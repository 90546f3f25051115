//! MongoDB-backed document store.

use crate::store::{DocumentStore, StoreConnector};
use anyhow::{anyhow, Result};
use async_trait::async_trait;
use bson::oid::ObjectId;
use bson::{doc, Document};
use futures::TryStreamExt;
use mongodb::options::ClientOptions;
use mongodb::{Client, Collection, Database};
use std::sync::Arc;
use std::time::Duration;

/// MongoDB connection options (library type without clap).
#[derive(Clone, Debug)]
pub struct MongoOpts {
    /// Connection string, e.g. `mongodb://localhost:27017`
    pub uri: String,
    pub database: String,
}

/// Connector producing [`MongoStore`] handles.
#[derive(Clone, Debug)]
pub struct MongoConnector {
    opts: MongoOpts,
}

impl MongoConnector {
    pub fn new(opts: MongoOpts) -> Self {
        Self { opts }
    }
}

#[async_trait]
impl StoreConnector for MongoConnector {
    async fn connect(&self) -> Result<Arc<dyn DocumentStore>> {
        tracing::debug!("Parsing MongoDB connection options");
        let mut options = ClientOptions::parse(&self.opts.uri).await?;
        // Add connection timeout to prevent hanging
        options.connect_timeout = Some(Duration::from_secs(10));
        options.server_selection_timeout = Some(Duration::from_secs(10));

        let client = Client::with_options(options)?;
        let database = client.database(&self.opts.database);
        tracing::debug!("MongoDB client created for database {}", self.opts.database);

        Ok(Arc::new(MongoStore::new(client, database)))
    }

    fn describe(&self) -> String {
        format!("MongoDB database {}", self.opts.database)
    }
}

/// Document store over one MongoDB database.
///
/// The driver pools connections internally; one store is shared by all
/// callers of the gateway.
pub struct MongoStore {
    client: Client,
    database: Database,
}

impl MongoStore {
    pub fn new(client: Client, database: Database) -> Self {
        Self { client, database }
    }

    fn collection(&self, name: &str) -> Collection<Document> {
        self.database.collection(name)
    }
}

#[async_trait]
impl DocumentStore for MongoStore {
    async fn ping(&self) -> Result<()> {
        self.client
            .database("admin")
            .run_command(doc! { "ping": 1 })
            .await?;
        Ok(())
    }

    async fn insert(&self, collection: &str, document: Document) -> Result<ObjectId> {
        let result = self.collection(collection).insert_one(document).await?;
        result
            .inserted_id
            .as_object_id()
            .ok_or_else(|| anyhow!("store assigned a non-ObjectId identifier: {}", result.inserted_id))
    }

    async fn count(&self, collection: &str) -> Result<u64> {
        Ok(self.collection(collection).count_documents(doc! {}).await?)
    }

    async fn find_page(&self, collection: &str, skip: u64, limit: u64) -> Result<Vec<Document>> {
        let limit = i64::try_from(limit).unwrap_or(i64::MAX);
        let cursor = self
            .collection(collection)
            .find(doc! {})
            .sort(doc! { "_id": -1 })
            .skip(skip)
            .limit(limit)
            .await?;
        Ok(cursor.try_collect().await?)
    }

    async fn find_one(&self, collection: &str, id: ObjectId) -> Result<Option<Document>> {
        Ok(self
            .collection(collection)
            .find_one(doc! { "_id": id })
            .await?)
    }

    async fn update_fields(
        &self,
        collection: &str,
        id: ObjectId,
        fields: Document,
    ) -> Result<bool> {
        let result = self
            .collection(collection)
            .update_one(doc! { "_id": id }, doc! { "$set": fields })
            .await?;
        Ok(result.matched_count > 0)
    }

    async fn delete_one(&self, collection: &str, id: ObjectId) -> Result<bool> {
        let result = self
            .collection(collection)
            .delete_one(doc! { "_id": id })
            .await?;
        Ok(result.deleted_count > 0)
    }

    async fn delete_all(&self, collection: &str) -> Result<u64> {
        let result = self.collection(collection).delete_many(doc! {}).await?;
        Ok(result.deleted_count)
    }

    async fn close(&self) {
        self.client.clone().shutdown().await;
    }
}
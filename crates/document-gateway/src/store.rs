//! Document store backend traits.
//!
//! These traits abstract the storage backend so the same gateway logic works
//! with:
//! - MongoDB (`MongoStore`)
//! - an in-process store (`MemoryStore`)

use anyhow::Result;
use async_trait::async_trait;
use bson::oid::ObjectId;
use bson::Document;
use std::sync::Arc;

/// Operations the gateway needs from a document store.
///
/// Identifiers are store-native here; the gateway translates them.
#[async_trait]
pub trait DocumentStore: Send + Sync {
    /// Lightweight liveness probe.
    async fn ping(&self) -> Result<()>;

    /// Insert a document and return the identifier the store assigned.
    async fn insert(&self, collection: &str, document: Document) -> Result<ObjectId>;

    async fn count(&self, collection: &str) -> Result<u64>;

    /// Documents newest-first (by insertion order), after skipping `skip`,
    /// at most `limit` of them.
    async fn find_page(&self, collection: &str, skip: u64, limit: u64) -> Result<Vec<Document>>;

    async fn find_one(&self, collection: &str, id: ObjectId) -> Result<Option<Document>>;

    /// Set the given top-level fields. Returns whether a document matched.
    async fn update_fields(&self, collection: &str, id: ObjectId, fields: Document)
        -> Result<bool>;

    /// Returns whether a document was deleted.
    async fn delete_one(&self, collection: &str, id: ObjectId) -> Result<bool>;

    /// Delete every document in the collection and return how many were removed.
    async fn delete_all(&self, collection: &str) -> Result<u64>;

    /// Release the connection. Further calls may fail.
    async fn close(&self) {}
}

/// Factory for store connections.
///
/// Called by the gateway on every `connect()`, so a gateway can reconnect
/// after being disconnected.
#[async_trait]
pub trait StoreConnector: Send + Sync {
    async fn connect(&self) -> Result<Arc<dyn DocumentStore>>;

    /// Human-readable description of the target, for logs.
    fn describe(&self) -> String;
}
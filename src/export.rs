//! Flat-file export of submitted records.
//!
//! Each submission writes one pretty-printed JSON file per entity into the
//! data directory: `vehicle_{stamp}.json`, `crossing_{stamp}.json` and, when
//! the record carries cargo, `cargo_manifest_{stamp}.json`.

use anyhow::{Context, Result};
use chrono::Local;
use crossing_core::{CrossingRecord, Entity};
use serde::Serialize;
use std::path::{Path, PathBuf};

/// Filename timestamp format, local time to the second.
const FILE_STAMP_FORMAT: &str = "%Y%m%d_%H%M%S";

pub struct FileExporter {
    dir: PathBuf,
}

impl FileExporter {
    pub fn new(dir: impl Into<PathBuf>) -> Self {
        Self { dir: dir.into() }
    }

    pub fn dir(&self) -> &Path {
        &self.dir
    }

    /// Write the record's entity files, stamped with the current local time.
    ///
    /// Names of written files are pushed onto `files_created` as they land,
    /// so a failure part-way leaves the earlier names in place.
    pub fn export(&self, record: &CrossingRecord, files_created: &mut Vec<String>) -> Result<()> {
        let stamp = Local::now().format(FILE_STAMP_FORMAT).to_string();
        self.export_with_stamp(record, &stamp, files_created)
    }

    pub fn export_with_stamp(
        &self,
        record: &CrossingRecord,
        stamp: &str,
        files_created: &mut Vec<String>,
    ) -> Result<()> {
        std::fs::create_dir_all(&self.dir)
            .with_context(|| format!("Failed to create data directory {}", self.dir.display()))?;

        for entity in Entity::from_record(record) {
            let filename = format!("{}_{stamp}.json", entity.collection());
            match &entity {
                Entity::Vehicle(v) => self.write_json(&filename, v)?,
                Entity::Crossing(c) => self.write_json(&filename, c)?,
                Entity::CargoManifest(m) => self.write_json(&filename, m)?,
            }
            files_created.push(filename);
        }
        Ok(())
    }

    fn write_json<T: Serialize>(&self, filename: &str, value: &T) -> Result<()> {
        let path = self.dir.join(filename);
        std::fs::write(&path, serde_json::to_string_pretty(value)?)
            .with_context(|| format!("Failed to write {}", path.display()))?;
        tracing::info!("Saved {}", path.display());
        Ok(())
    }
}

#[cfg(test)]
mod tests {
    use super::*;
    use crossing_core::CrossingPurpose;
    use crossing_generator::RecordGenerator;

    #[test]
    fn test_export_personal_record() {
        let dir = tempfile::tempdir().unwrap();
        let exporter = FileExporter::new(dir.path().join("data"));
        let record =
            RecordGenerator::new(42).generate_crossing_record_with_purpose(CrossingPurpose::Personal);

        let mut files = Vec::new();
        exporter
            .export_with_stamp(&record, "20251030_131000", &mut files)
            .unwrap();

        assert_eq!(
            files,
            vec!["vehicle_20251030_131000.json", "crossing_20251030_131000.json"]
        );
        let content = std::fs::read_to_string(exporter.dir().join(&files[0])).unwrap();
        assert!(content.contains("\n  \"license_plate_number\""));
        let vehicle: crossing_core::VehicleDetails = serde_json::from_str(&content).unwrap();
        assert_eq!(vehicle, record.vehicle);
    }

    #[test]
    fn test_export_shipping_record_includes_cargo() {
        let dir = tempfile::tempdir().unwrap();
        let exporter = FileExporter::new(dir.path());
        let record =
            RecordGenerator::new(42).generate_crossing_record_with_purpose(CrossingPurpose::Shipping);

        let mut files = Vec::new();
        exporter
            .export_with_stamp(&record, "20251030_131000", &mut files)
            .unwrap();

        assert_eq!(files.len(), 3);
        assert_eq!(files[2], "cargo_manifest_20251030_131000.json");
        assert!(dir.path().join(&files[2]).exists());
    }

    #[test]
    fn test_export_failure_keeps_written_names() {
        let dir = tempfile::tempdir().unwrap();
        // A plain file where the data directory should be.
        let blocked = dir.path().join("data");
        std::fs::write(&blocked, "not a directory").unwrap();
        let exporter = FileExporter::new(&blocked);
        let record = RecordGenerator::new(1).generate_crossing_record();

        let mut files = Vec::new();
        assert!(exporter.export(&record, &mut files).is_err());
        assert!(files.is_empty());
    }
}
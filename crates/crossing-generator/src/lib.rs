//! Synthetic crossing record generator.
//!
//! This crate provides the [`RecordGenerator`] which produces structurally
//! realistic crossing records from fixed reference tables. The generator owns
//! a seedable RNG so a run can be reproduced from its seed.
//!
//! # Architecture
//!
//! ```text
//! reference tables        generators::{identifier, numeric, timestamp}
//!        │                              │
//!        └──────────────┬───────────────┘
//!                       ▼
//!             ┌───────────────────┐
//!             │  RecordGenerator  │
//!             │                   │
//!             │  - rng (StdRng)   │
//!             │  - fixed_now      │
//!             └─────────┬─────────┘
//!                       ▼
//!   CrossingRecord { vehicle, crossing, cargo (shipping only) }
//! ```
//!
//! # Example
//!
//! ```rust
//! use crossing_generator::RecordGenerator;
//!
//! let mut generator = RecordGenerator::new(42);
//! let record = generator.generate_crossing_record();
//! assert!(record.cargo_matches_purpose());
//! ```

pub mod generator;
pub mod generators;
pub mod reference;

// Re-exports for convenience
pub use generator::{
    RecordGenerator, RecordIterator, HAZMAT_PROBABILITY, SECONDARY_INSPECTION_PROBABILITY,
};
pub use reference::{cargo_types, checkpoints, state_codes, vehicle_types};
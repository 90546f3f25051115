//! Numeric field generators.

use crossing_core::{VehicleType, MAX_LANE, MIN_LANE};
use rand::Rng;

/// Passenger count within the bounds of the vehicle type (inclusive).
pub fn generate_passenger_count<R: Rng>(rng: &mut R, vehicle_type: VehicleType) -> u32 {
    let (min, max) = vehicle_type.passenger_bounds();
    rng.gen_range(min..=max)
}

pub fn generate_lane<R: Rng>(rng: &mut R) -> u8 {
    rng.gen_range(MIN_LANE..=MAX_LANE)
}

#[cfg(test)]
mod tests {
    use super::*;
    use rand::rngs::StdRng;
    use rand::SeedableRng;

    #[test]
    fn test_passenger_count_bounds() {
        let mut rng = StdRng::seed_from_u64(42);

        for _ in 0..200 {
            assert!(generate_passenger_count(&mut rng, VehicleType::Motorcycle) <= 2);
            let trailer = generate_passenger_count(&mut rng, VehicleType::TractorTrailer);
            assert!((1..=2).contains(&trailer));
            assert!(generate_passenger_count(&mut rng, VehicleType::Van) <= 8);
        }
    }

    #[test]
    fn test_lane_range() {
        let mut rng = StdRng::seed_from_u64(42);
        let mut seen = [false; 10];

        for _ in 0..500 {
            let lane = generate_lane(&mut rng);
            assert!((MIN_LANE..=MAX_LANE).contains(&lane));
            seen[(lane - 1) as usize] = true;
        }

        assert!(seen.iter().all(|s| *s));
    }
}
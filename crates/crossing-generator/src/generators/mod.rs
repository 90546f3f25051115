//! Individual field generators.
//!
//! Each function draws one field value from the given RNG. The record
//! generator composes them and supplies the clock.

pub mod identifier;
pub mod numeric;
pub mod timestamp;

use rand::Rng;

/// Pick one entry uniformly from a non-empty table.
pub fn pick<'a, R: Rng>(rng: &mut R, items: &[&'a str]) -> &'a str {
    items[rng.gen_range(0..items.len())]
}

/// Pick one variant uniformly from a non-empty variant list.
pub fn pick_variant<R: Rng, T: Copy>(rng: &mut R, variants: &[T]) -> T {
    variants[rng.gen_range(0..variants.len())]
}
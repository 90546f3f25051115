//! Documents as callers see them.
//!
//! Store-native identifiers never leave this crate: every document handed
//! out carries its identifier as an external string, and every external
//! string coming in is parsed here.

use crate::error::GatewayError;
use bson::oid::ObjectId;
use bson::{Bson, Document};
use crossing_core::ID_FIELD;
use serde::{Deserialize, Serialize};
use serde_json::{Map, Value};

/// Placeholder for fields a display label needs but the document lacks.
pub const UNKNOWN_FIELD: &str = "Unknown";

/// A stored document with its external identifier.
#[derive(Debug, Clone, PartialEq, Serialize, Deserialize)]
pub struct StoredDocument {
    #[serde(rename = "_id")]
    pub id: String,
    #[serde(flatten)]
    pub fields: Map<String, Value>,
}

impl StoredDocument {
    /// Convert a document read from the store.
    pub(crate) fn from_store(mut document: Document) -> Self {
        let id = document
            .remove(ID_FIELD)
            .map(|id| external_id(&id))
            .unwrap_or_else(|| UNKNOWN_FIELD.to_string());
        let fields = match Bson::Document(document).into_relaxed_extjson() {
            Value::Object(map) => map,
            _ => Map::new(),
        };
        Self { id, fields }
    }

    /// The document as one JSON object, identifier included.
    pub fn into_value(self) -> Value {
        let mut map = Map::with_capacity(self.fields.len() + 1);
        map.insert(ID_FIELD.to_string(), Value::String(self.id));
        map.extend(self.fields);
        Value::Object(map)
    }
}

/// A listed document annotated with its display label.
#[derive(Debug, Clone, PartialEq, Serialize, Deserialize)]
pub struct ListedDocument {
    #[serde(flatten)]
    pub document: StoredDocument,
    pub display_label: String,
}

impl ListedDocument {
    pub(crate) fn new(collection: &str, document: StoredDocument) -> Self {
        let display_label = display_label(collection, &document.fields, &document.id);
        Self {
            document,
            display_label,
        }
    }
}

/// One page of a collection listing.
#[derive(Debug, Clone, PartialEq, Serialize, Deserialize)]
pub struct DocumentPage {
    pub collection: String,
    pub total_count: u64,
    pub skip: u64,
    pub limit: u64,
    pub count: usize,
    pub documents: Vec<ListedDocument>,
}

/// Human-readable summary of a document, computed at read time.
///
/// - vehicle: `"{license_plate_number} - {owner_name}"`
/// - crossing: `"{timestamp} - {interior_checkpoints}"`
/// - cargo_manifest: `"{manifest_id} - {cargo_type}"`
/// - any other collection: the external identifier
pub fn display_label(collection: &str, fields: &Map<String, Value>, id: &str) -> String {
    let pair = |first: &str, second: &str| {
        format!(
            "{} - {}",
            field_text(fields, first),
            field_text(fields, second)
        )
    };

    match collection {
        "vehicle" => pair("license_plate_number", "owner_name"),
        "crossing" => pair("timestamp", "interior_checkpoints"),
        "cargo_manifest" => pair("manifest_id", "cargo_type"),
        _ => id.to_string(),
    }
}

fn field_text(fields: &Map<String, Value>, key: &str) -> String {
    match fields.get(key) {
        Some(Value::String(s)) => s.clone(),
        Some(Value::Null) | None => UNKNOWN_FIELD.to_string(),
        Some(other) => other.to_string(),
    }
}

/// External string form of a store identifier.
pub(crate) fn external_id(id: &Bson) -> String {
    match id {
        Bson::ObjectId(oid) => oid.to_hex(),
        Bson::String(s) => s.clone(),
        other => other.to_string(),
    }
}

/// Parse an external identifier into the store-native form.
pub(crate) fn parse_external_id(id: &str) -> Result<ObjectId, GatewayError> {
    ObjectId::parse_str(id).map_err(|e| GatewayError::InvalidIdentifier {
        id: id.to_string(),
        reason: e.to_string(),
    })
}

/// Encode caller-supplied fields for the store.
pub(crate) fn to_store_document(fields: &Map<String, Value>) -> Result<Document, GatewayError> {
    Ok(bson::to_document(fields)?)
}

◆ Action item: Given the records above, return exactly the lines starting at the line containing "pub(crate) fn from_store(mut" and ending at the line containing "its display label.", including both.

◆ Answer:
    pub(crate) fn from_store(mut document: Document) -> Self {
        let id = document
            .remove(ID_FIELD)
            .map(|id| external_id(&id))
            .unwrap_or_else(|| UNKNOWN_FIELD.to_string());
        let fields = match Bson::Document(document).into_relaxed_extjson() {
            Value::Object(map) => map,
            _ => Map::new(),
        };
        Self { id, fields }
    }

    /// The document as one JSON object, identifier included.
    pub fn into_value(self) -> Value {
        let mut map = Map::with_capacity(self.fields.len() + 1);
        map.insert(ID_FIELD.to_string(), Value::String(self.id));
        map.extend(self.fields);
        Value::Object(map)
    }
}

/// A listed document annotated with its display label.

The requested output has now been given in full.